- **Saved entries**
Segment Open

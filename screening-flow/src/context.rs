use dashmap::DashMap;
use serde::{Deserialize, Serialize};
use std::fmt;
use std::sync::Arc;
use std::sync::atomic::{AtomicU64, Ordering};
use std::time::Instant;
use tracing::debug;

use crate::credential::{Credential, CredentialHolder, CredentialStore};
use crate::error::{Result, ScreeningError};

/// Network-bound steps of a screening session. At most one request per step
/// may be outstanding.
#[derive(Debug, Clone, Copy, PartialEq, Eq, Hash, Serialize, Deserialize)]
#[serde(rename_all = "snake_case")]
pub enum Step {
    SignIn,
    LoadQuestionnaire,
    SubmitQuestionnaire,
    Analyze,
    SubmitSelection,
}

impl fmt::Display for Step {
    fn fmt(&self, f: &mut fmt::Formatter<'_>) -> fmt::Result {
        let name = match self {
            Step::SignIn => "sign in",
            Step::LoadQuestionnaire => "questionnaire loading",
            Step::SubmitQuestionnaire => "questionnaire submission",
            Step::Analyze => "image analysis",
            Step::SubmitSelection => "selection submission",
        };
        f.write_str(name)
    }
}

/// Session-scoped state shared by every component of one screening session:
/// the credential, the in-flight request registry and the generation used to
/// discard responses that arrive after logout.
#[derive(Clone)]
pub struct Context {
    credentials: Arc<CredentialHolder>,
    in_flight: Arc<DashMap<Step, (Instant, u64)>>,
    generation: Arc<AtomicU64>,
}

impl Context {
    pub fn new(store: Arc<dyn CredentialStore>) -> Self {
        Self {
            credentials: Arc::new(CredentialHolder::new(store)),
            in_flight: Arc::new(DashMap::new()),
            generation: Arc::new(AtomicU64::new(0)),
        }
    }

    pub fn credentials(&self) -> &CredentialHolder {
        &self.credentials
    }

    pub fn credential(&self) -> Option<Credential> {
        self.credentials.current()
    }

    /// Marks `step` as in flight. Fails if a request for it is already running.
    pub fn begin(&self, step: Step) -> Result<StepGuard> {
        use dashmap::mapref::entry::Entry;

        match self.in_flight.entry(step) {
            Entry::Occupied(_) => Err(ScreeningError::StepInProgress(step)),
            Entry::Vacant(slot) => {
                let generation = self.generation.load(Ordering::SeqCst);
                slot.insert((Instant::now(), generation));
                Ok(StepGuard {
                    step,
                    generation,
                    in_flight: self.in_flight.clone(),
                })
            }
        }
    }

    pub fn is_in_flight(&self, step: Step) -> bool {
        self.in_flight.contains_key(&step)
    }

    pub fn in_flight_steps(&self) -> Vec<Step> {
        self.in_flight.iter().map(|entry| *entry.key()).collect()
    }

    pub fn generation(&self) -> u64 {
        self.generation.load(Ordering::SeqCst)
    }

    /// Invalidates every request started before this call and frees their
    /// steps for the next session.
    pub fn invalidate(&self) -> u64 {
        let next = self.generation.fetch_add(1, Ordering::SeqCst) + 1;
        self.in_flight.retain(|_, (_, generation)| *generation >= next);
        debug!(generation = next, "Session generation advanced");
        next
    }
}

/// Held for the duration of one outgoing request; releases the step on drop.
pub struct StepGuard {
    step: Step,
    generation: u64,
    in_flight: Arc<DashMap<Step, (Instant, u64)>>,
}

impl StepGuard {
    pub fn step(&self) -> Step {
        self.step
    }

    /// True while the session has not been logged out or restarted since the
    /// request started.
    pub fn is_current(&self, context: &Context) -> bool {
        context.generation() == self.generation
    }

    pub fn ensure_current(&self, context: &Context) -> Result<()> {
        if self.is_current(context) {
            Ok(())
        } else {
            debug!(step = %self.step, "Discarding stale response");
            Err(ScreeningError::Cancelled)
        }
    }
}

impl Drop for StepGuard {
    fn drop(&mut self) {
        // A stale guard must not release the slot of a newer request.
        let released = self
            .in_flight
            .remove_if(&self.step, |_, (_, generation)| *generation == self.generation);
        if let Some((_, (started, _))) = released {
            debug!(step = %self.step, elapsed_ms = started.elapsed().as_millis() as u64, "Step released");
        }
    }
}

#[cfg(test)]
mod tests {
    use super::*;
    use crate::credential::InMemoryCredentialStore;

    fn context() -> Context {
        Context::new(Arc::new(InMemoryCredentialStore::new()))
    }

    #[test]
    fn second_begin_is_rejected_until_guard_drops() {
        let ctx = context();
        let guard = ctx.begin(Step::Analyze).unwrap();
        assert!(ctx.is_in_flight(Step::Analyze));
        assert_eq!(
            ctx.begin(Step::Analyze).err(),
            Some(ScreeningError::StepInProgress(Step::Analyze))
        );

        // Other steps are independent.
        let other = ctx.begin(Step::SubmitSelection).unwrap();
        drop(other);

        drop(guard);
        assert!(!ctx.is_in_flight(Step::Analyze));
        assert!(ctx.begin(Step::Analyze).is_ok());
    }

    #[test]
    fn invalidate_makes_open_guards_stale() {
        let ctx = context();
        let guard = ctx.begin(Step::LoadQuestionnaire).unwrap();
        assert!(guard.ensure_current(&ctx).is_ok());

        ctx.invalidate();
        assert_eq!(guard.ensure_current(&ctx), Err(ScreeningError::Cancelled));

        drop(guard);
        let fresh = ctx.begin(Step::LoadQuestionnaire).unwrap();
        assert!(fresh.is_current(&ctx));
    }

    #[test]
    fn invalidate_frees_steps_without_letting_stale_guards_release_new_ones() {
        let ctx = context();
        let stale = ctx.begin(Step::Analyze).unwrap();

        ctx.invalidate();
        assert!(!ctx.is_in_flight(Step::Analyze));

        let fresh = ctx.begin(Step::Analyze).unwrap();
        drop(stale);
        assert!(ctx.is_in_flight(Step::Analyze));
        assert_eq!(
            ctx.begin(Step::Analyze).err(),
            Some(ScreeningError::StepInProgress(Step::Analyze))
        );

        drop(fresh);
        assert!(!ctx.is_in_flight(Step::Analyze));
    }

    #[test]
    fn clones_share_state() {
        let ctx = context();
        let clone = ctx.clone();
        let _guard = ctx.begin(Step::SignIn).unwrap();
        assert_eq!(clone.in_flight_steps(), vec![Step::SignIn]);
        clone.invalidate();
        assert_eq!(ctx.generation(), 1);
    }
}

Segment Closed

- **YOUR OBJECTIVE**
Find the word "struct" in the records. Copy every line it appears in.

- **RESULT OF THE EXERCISE**
pub struct Context {
pub struct StepGuard {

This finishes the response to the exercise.